Saturday, November 2, 2024

Reflections on John 1:4

In Him was life, and the life was the light of mankind.
John 1:4, Modern English Version (MEV)
 
From Albert Barnes’ Notes on the Bible we find:
 
“In him was life - The evangelist had just affirmed John 5:3 that by the λόγος Logos or “Word” the world was originally created. One part of that creation consisted “in breathing into man the breath of life,” Genesis 2:7. God is declared to be “life,” or the “living” God, because he is the source or fountain of life. This attribute is here ascribed to Jesus Christ. He not merely made the material worlds, but he also gave “life.” He was the agent by which the vegetable world became animated; by which brutes live; and by which man became a living soul, or was endowed with immortality. This was a “higher” proof that the “Word was God,” than the creation of the material worlds; but there is another sense in which he was “life.” The “new creation,” or the renovation of man and his restoration from a state of sin, is often compared with the “first creation;” and as the λόγος Logos was the source of “life” then, so, in a similar but higher sense, he is the source of “life” to the soul dead in trespasses and sins, Ephesians 2:1. And it is probably in reference to this that he is so often called “life” in the writings of John. “For as the Father hath life in himself, so hath he given to the Son to have life in him self,” John 5:26; “He giveth life unto the world,” John 6:33; “I am the resurrection and the life,” John 11:25; “This is the true God and eternal life,” John 5:20. See also 1 John 1:1-2; 1 John 5:11; Acts 3:15; Colossians 3:4. The meaning is: that he is the source or the fountain of both natural and spiritual life.

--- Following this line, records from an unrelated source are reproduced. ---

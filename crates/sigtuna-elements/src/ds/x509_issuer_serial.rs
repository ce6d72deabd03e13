#![forbid(unsafe_code)]

use crate::ds::X509IssuerName;
use crate::macros::text_element;
use sigtuna_core::{ns, Error, Result};
use sigtuna_xml::{element_children, XmlElement, XmlNode};

text_element!(
    /// A `ds:X509SerialNumber` element: the certificate serial as a
    /// decimal string.
    X509SerialNumber,
    ns::DSIG,
    ns::DSIG_PREFIX,
    ns::node::X509_SERIAL_NUMBER
);

/// A `ds:X509IssuerSerial` element: issuer name plus serial number.
#[derive(Debug, Clone, PartialEq, Eq)]
pub struct X509IssuerSerial {
    issuer_name: X509IssuerName,
    serial_number: X509SerialNumber,
}

impl X509IssuerSerial {
    pub fn new(issuer_name: X509IssuerName, serial_number: X509SerialNumber) -> Self {
        Self {
            issuer_name,
            serial_number,
        }
    }

    pub fn issuer_name(&self) -> &X509IssuerName {
        &self.issuer_name
    }

    pub fn serial_number(&self) -> &X509SerialNumber {
        &self.serial_number
    }
}

impl XmlElement for X509IssuerSerial {
    const NAMESPACE: &'static str = ns::DSIG;
    const PREFIX: &'static str = ns::DSIG_PREFIX;
    const LOCAL_NAME: &'static str = ns::node::X509_ISSUER_SERIAL;

    fn from_xml(node: roxmltree::Node<'_, '_>) -> Result<Self> {
        Self::expect_element(&node)?;

        let mut issuer_name = None;
        let mut serial_number = None;
        for child in element_children(node) {
            if child.tag_name().namespace() != Some(ns::DSIG) {
                continue;
            }
            match child.tag_name().name() {
                ns::node::X509_ISSUER_NAME => {
                    issuer_name = Some(X509IssuerName::from_xml(child)?);
                }
                ns::node::X509_SERIAL_NUMBER => {
                    serial_number = Some(X509SerialNumber::from_xml(child)?);
                }
                _ => {}
            }
        }

        let issuer_name = issuer_name.ok_or_else(|| {
            Error::MalformedElement("ds:X509IssuerSerial is missing ds:X509IssuerName".into())
        })?;
        let serial_number = serial_number.ok_or_else(|| {
            Error::MalformedElement("ds:X509IssuerSerial is missing ds:X509SerialNumber".into())
        })?;
        Ok(Self::new(issuer_name, serial_number))
    }

    fn to_xml(&self) -> XmlNode {
        let mut e = Self::element();
        e.append(self.issuer_name.to_xml());
        e.append(self.serial_number.to_xml());
        e
    }
}
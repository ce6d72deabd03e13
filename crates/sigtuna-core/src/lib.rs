#![forbid(unsafe_code)]

//! Shared constants and error type for the Sigtuna XML Security object model.

pub mod algorithm;
pub mod error;
pub mod ns;

pub use error::{Error, Result};
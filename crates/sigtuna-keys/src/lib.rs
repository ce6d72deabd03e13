#![forbid(unsafe_code)]

//! Key material handling.
//!
//! A [`Key`] is an opaque byte string: a symmetric secret, a PEM-encoded
//! private key, or anything else a crypto backend knows how to interpret.
//! Loading and generation live here; interpretation is the backend's job.

mod key;

pub use key::Key;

Of course he has the attributes of God.
 
“The life was the light of men - “Light” is that by which we see objects distinctly. The light of the sun enables us to discern the form, the distance, the magnitude, and the relation of objects, and prevents the perplexities and dangers which result from a state of darkness. Light is in all languages, therefore, put for “knowledge” - for whatever enables us to discern our duty, and that saves us from the evils of ignorance and error. “Whatsoever doth make manifest is light,” Ephesians 5:13. See Isaiah 8:20; Isaiah 9:2. The Messiah was predicted as the “light” of the world, Isaiah 9:2, compared with Matthew 4:15-16; Isaiah 60:1. See John 8:12; “I am the light of the world;” John 12:35-36, John 12:46; “I am come a light into the world.” The meaning is, that the λόγος Logos or Word of God is the “instructor or teacher” of mankind. This was done before his advent by his direct agency in giving man reason or understanding, and in giving his law, for the “law was ordained by angels ‘in the hand of a mediator’” Galatians 3:19; after his advent by his personal ministry when on earth, by his Spirit John 14:16, John 14:26, and by his ministers since, Ephesians 4:11; 1 Corinthians 12:28.